- [THE PROBLEM]
Every entry below, from first to last, should be copied exactly.

- [MATERIAL FOR THIS TASK]
>>>

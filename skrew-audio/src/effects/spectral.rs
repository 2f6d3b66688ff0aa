//! Spectral and onset-domain gates
//!
//! Masks are computed on decibel magnitudes (`20 log10`, floored 80 dB below
//! the loudest bin) and resynthesized with the input's phase. Every result is
//! fitted back to the input length.

use super::EffectError;
use crate::dsp::Dsp;
use crate::resample::fit_length;
use skrew_analysis::{amplitude_to_db, Spectrogram, Stft};

/// Smallest magnitude considered when converting to decibels
const AMIN: f32 = 1e-5;
/// Dynamic range kept below the loudest bin
const TOP_DB: f32 = 80.0;
/// Drum envelope attack time in seconds
const ATTACK_SECS: f64 = 0.005;
/// Threshold used when shaping the percussive component
pub const PERCUSSIVE_THRESHOLD_DB: f32 = -40.0;

/// Frequency ranges (Hz) the spectral gate always passes
pub const VOICE_BANDS: [(f32, f32); 2] = [(80.0, 1200.0), (2000.0, 4000.0)];

/// Quick linear attack followed by an `exp(-3t)` decay, peak-normalized
pub fn drum_envelope(len: usize, sample_rate: u32) -> Vec<f32> {
    let attack = ((ATTACK_SECS * sample_rate as f64) as usize).min(len / 4);
    let decay = len - attack;

    let mut env = Vec::with_capacity(len);
    env.extend((0..attack).map(|i| linspace(i, attack, 0.0, 1.0)));
    env.extend((0..decay).map(|i| (-linspace(i, decay, 0.0, 3.0)).exp()));

    let max = env.iter().fold(0.0f32, |m, &v| m.max(v));
    if max > 0.0 {
        env.iter_mut().for_each(|v| *v /= max);
    }
    env
}

#[inline]
fn linspace(i: usize, n: usize, from: f32, to: f32) -> f32 {
    if n <= 1 {
        from
    } else {
        from + (to - from) * i as f32 / (n - 1) as f32
    }
}

/// Per-bin `db > threshold` mask, frame-major
fn threshold_mask(spectrogram: &Spectrogram, threshold_db: f32) -> Vec<Vec<bool>> {
    let db: Vec<Vec<f32>> = spectrogram
        .magnitudes()
        .into_iter()
        .map(|frame| frame.into_iter().map(|m| amplitude_to_db(m, AMIN)).collect())
        .collect();
    let top = db
        .iter()
        .flatten()
        .fold(f32::NEG_INFINITY, |m, &v| m.max(v));
    let floor = top - TOP_DB;

    db.into_iter()
        .map(|frame| {
            frame
                .into_iter()
                .map(|v| v.max(floor) > threshold_db)
                .collect()
        })
        .collect()
}

/// Zero bins below `threshold_db`; frames with any surviving bin are shaped by a
/// drum envelope across frequency
pub fn mute(stft: &Stft, samples: &[f32], sample_rate: u32, threshold_db: f32) -> Vec<f32> {
    let mut spectrogram = stft.forward(samples);
    let mask = threshold_mask(&spectrogram, threshold_db);
    let envelope = drum_envelope(spectrogram.bins, sample_rate);

    for (frame, keep) in spectrogram.frames.iter_mut().zip(&mask) {
        let shaped = keep.iter().any(|&k| k);
        for ((c, &k), &e) in frame.iter_mut().zip(keep).zip(&envelope) {
            if !k {
                *c *= 0.0;
            } else if shaped {
                *c *= e;
            }
        }
    }

    fit_length(stft.inverse(&spectrogram, samples.len()), samples.len())
}

/// Pass bins above `threshold_db` plus everything inside [`VOICE_BANDS`]
pub fn spectral_gate(stft: &Stft, samples: &[f32], sample_rate: u32, threshold_db: f32) -> Vec<f32> {
    let mut spectrogram = stft.forward(samples);
    let mask = threshold_mask(&spectrogram, threshold_db);
    let preserved: Vec<bool> = (0..spectrogram.bins)
        .map(|bin| {
            let freq = stft.bin_frequency(bin, sample_rate);
            VOICE_BANDS
                .iter()
                .any(|&(lo, hi)| freq >= lo && freq <= hi)
        })
        .collect();

    for (frame, keep) in spectrogram.frames.iter_mut().zip(&mask) {
        for ((c, &k), &p) in frame.iter_mut().zip(keep).zip(&preserved) {
            if !(k || p) {
                *c *= 0.0;
            }
        }
    }

    fit_length(stft.inverse(&spectrogram, samples.len()), samples.len())
}

/// Keep audio from each onset onward, shaped by a drum envelope per
/// inter-onset segment; audio before the first onset is silenced
pub fn trigger_gate(
    dsp: &dyn Dsp,
    samples: &[f32],
    sample_rate: u32,
    sensitivity: f32,
) -> Result<Vec<f32>, EffectError> {
    let mut onsets = dsp.onsets(samples, sample_rate, sensitivity);
    onsets.retain(|&o| o < samples.len());
    onsets.sort_unstable();
    onsets.dedup();
    if onsets.is_empty() {
        return Err(EffectError::NoOnsets);
    }

    let mut out = vec![0.0f32; samples.len()];
    for (i, &start) in onsets.iter().enumerate() {
        let end = onsets.get(i + 1).copied().unwrap_or(samples.len());
        let envelope = drum_envelope(end - start, sample_rate);
        for ((dst, &src), &e) in out[start..end]
            .iter_mut()
            .zip(&samples[start..end])
            .zip(&envelope)
        {
            *dst = src * e;
        }
    }
    Ok(out)
}

/// Percussive component, then [`mute`] at [`PERCUSSIVE_THRESHOLD_DB`]
pub fn percussive(dsp: &dyn Dsp, stft: &Stft, samples: &[f32], sample_rate: u32) -> Vec<f32> {
    let drums = fit_length(dsp.percussive(samples), samples.len());
    mute(stft, &drums, sample_rate, PERCUSSIVE_THRESHOLD_DB)
}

<<<

- [RESPONSE FOR THIS EXERCISE]
filename skrew-audio/src/effects/spectral.rs
repository 2f6d3b66688ff0aa
//! Spectral and onset-domain gates
//!
//! Masks are computed on decibel magnitudes (`20 log10`, floored 80 dB below
//! the loudest bin) and resynthesized with the input's phase. Every result is
//! fitted back to the input length.

use super::EffectError;
use crate::dsp::Dsp;
use crate::resample::fit_length;
use skrew_analysis::{amplitude_to_db, Spectrogram, Stft};

/// Smallest magnitude considered when converting to decibels
const AMIN: f32 = 1e-5;
/// Dynamic range kept below the loudest bin
const TOP_DB: f32 = 80.0;
/// Drum envelope attack time in seconds
const ATTACK_SECS: f64 = 0.005;
/// Threshold used when shaping the percussive component
pub const PERCUSSIVE_THRESHOLD_DB: f32 = -40.0;

/// Frequency ranges (Hz) the spectral gate always passes
pub const VOICE_BANDS: [(f32, f32); 2] = [(80.0, 1200.0), (2000.0, 4000.0)];

/// Quick linear attack followed by an `exp(-3t)` decay, peak-normalized
pub fn drum_envelope(len: usize, sample_rate: u32) -> Vec<f32> {
    let attack = ((ATTACK_SECS * sample_rate as f64) as usize).min(len / 4);
    let decay = len - attack;

    let mut env = Vec::with_capacity(len);
    env.extend((0..attack).map(|i| linspace(i, attack, 0.0, 1.0)));
    env.extend((0..decay).map(|i| (-linspace(i, decay, 0.0, 3.0)).exp()));

    let max = env.iter().fold(0.0f32, |m, &v| m.max(v));
    if max > 0.0 {
        env.iter_mut().for_each(|v| *v /= max);
    }
    env
}

#[inline]
fn linspace(i: usize, n: usize, from: f32, to: f32) -> f32 {
    if n <= 1 {
        from
    } else {
        from + (to - from) * i as f32 / (n - 1) as f32
    }
}

/// Per-bin `db > threshold` mask, frame-major
fn threshold_mask(spectrogram: &Spectrogram, threshold_db: f32) -> Vec<Vec<bool>> {
    let db: Vec<Vec<f32>> = spectrogram
        .magnitudes()
        .into_iter()
        .map(|frame| frame.into_iter().map(|m| amplitude_to_db(m, AMIN)).collect())
        .collect();
    let top = db
        .iter()
        .flatten()
        .fold(f32::NEG_INFINITY, |m, &v| m.max(v));
    let floor = top - TOP_DB;

    db.into_iter()
        .map(|frame| {
            frame
                .into_iter()
                .map(|v| v.max(floor) > threshold_db)
                .collect()
        })
        .collect()
}

/// Zero bins below `threshold_db`; frames with any surviving bin are shaped by a
/// drum envelope across frequency
pub fn mute(stft: &Stft, samples: &[f32], sample_rate: u32, threshold_db: f32) -> Vec<f32> {
    let mut spectrogram = stft.forward(samples);
    let mask = threshold_mask(&spectrogram, threshold_db);
    let envelope = drum_envelope(spectrogram.bins, sample_rate);

    for (frame, keep) in spectrogram.frames.iter_mut().zip(&mask) {
        let shaped = keep.iter().any(|&k| k);
        for ((c, &k), &e) in frame.iter_mut().zip(keep).zip(&envelope) {
            if !k {
                *c *= 0.0;
            } else if shaped {
                *c *= e;
            }
        }
    }

    fit_length(stft.inverse(&spectrogram, samples.len()), samples.len())
}

/// Pass bins above `threshold_db` plus everything inside [`VOICE_BANDS`]
pub fn spectral_gate(stft: &Stft, samples: &[f32], sample_rate: u32, threshold_db: f32) -> Vec<f32> {
    let mut spectrogram = stft.forward(samples);
    let mask = threshold_mask(&spectrogram, threshold_db);
    let preserved: Vec<bool> = (0..spectrogram.bins)
        .map(|bin| {
            let freq = stft.bin_frequency(bin, sample_rate);
            VOICE_BANDS
                .iter()
                .any(|&(lo, hi)| freq >= lo && freq <= hi)
        })
        .collect();

    for (frame, keep) in spectrogram.frames.iter_mut().zip(&mask) {
        for ((c, &k), &p) in frame.iter_mut().zip(keep).zip(&preserved) {
            if !(k || p) {
                *c *= 0.0;
            }
        }
    }

    fit_length(stft.inverse(&spectrogram, samples.len()), samples.len())
}

/// Keep audio from each onset onward, shaped by a drum envelope per
/// inter-onset segment; audio before the first onset is silenced
pub fn trigger_gate(
    dsp: &dyn Dsp,
    samples: &[f32],
    sample_rate: u32,
    sensitivity: f32,
) -> Result<Vec<f32>, EffectError> {
    let mut onsets = dsp.onsets(samples, sample_rate, sensitivity);
    onsets.retain(|&o| o < samples.len());
    onsets.sort_unstable();
    onsets.dedup();
    if onsets.is_empty() {
        return Err(EffectError::NoOnsets);
    }

    let mut out = vec![0.0f32; samples.len()];
    for (i, &start) in onsets.iter().enumerate() {
        let end = onsets.get(i + 1).copied().unwrap_or(samples.len());
        let envelope = drum_envelope(end - start, sample_rate);
        for ((dst, &src), &e) in out[start..end]
            .iter_mut()
            .zip(&samples[start..end])
            .zip(&envelope)
        {
            *dst = src * e;
        }
    }
    Ok(out)
}

/// Percussive component, then [`mute`] at [`PERCUSSIVE_THRESHOLD_DB`]
pub fn percussive(dsp: &dyn Dsp, stft: &Stft, samples: &[f32], sample_rate: u32) -> Vec<f32> {
    let drums = fit_length(dsp.percussive(samples), samples.len());
    mute(stft, &drums, sample_rate, PERCUSSIVE_THRESHOLD_DB)
}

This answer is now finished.